(Data extracted from a collection)

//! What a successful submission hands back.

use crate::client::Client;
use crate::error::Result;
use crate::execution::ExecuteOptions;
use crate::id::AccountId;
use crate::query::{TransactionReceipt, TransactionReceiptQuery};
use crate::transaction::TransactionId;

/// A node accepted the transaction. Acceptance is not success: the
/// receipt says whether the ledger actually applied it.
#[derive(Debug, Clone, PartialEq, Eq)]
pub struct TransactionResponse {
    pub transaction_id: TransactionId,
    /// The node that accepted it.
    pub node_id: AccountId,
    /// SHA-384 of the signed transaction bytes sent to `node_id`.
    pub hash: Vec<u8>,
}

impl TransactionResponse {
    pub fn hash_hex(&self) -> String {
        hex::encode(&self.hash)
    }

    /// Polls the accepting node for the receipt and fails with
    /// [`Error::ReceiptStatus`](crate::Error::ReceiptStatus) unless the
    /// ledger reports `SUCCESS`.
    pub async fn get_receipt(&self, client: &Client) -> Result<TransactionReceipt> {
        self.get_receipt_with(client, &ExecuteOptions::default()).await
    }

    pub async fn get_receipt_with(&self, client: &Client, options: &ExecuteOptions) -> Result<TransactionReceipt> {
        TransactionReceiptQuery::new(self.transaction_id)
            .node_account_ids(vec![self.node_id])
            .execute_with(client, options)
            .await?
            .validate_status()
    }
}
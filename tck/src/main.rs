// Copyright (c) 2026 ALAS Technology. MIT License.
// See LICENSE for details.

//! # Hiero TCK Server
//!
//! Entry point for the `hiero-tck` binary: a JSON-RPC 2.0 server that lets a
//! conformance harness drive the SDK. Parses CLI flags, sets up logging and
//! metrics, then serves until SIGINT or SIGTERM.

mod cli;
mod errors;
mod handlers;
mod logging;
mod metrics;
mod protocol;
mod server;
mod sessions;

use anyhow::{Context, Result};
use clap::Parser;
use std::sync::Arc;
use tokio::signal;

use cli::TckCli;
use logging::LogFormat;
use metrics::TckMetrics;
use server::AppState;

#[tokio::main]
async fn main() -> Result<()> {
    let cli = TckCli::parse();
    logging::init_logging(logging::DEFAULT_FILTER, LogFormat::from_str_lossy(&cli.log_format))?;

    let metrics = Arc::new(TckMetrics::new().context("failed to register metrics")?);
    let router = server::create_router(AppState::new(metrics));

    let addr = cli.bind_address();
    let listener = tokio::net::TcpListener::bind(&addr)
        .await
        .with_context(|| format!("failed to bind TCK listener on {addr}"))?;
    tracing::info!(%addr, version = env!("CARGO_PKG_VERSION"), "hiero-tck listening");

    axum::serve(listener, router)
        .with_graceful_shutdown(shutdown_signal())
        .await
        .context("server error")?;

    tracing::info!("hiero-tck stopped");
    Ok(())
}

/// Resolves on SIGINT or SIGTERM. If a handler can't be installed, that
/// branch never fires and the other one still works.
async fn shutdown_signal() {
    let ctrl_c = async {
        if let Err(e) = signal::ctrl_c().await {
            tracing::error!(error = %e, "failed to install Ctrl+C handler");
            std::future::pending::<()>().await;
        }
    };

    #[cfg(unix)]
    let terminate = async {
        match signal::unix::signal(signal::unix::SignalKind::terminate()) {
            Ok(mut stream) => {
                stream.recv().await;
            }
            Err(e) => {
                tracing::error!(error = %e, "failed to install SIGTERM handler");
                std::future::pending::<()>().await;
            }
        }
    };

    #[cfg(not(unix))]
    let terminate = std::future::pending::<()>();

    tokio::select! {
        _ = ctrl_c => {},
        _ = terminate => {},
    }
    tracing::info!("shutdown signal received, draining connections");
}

---

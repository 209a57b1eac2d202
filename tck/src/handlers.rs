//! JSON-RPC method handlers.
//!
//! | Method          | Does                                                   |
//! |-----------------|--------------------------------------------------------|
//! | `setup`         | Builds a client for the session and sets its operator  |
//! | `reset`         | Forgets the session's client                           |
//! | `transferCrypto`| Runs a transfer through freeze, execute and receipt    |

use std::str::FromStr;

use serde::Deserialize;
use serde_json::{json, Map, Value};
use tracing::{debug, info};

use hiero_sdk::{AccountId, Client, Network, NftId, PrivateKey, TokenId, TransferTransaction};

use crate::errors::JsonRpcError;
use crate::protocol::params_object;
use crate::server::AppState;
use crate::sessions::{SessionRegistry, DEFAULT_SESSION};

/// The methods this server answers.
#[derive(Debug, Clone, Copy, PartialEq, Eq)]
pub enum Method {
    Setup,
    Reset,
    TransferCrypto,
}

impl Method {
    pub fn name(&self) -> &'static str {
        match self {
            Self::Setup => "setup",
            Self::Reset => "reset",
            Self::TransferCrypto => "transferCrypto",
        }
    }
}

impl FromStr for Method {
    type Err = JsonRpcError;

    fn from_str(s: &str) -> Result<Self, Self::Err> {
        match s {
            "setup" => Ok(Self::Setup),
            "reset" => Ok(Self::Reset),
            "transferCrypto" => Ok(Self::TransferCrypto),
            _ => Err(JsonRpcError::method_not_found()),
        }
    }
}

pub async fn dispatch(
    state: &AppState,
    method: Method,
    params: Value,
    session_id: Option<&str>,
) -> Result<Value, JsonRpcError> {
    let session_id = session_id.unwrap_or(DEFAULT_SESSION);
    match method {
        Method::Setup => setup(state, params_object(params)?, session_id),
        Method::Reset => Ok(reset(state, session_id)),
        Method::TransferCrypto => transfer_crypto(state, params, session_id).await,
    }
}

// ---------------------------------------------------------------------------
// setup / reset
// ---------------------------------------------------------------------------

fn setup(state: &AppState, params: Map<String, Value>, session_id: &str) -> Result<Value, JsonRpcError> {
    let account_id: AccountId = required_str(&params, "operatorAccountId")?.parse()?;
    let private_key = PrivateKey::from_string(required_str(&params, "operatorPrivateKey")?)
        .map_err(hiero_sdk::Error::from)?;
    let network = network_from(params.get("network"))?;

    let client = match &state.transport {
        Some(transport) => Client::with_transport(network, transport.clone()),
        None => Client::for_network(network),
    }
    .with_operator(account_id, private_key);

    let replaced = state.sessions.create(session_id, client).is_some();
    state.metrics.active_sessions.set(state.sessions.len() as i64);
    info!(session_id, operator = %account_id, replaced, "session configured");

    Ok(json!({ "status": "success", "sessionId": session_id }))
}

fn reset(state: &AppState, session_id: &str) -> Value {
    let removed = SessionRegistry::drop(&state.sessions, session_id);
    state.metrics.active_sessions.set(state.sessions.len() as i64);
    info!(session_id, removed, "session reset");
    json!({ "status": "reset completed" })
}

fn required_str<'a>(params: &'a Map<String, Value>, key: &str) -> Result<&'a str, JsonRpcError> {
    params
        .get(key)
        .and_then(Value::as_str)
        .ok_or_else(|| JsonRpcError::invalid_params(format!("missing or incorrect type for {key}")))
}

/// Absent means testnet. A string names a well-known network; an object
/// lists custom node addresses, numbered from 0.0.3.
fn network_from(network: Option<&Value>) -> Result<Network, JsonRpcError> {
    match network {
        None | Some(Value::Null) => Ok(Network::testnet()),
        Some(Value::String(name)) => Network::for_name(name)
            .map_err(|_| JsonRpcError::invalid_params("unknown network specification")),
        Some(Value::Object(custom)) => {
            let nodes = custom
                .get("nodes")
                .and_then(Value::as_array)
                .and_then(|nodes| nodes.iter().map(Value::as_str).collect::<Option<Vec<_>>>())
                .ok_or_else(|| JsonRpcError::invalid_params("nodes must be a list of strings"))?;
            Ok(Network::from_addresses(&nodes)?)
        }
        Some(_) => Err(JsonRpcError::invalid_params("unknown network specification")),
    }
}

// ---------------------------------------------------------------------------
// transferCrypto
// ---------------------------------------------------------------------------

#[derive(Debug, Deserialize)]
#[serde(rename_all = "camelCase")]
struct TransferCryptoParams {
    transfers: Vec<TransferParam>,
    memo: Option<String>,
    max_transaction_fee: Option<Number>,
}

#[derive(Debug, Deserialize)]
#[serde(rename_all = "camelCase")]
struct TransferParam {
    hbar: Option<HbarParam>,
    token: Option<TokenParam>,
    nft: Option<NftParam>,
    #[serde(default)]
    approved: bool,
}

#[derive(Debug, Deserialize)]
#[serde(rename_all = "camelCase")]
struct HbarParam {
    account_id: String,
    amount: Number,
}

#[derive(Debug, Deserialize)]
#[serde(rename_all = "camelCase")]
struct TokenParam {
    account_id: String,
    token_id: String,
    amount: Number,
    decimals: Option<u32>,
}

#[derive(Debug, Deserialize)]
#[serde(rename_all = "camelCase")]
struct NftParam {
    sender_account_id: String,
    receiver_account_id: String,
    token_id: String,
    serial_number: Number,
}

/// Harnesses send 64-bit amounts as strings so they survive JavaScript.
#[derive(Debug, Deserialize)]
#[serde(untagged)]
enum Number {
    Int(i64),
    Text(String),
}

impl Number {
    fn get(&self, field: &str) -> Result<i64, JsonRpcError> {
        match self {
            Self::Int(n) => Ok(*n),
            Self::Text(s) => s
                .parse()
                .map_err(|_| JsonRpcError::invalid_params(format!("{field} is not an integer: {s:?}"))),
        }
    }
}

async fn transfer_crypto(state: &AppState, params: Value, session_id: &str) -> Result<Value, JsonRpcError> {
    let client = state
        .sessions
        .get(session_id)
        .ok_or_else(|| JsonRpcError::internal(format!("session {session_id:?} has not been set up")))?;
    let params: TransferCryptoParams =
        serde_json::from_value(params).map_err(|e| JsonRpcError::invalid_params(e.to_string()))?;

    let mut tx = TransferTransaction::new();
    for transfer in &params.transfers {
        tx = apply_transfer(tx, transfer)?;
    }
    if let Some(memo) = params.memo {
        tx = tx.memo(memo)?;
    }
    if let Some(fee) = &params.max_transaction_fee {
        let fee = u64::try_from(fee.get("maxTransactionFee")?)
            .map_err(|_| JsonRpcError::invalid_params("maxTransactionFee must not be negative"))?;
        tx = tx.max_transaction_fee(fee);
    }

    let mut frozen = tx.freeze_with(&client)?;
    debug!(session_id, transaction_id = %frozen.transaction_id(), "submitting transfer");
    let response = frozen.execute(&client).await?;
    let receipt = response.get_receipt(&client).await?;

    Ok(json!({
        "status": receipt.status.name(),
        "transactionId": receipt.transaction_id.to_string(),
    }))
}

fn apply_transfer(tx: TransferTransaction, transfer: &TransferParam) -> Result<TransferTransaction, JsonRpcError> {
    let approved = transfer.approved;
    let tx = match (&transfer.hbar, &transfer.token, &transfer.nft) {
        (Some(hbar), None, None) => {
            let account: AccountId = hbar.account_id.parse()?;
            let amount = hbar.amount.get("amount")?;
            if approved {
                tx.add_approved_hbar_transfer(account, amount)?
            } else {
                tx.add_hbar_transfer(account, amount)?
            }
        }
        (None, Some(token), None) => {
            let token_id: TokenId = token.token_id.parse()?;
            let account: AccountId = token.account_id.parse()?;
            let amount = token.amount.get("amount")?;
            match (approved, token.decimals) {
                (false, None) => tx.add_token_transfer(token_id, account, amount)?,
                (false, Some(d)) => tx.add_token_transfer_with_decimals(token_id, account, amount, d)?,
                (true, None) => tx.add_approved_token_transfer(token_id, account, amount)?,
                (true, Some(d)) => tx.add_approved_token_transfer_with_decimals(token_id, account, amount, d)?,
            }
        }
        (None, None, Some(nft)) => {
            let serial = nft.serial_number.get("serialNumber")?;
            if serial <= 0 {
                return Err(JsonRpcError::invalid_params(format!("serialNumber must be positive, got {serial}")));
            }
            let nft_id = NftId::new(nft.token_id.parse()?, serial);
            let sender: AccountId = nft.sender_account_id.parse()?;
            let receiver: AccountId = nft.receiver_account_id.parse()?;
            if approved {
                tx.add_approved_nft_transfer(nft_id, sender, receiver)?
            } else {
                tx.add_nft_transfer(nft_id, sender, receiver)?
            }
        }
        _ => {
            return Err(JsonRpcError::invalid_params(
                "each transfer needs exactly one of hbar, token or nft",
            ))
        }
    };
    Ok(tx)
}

» WHAT IS BEING ASKED:
Retype exactly the lines of the data above that fall between the line with "(true, None) =>" and the line with "if serial <= 0", inclusive, and add nothing.

» REPLY:
                (true, None) => tx.add_approved_token_transfer(token_id, account, amount)?,
                (true, Some(d)) => tx.add_approved_token_transfer_with_decimals(token_id, account, amount, d)?,
            }
        }
        (None, None, Some(nft)) => {
            let serial = nft.serial_number.get("serialNumber")?;
            if serial <= 0 {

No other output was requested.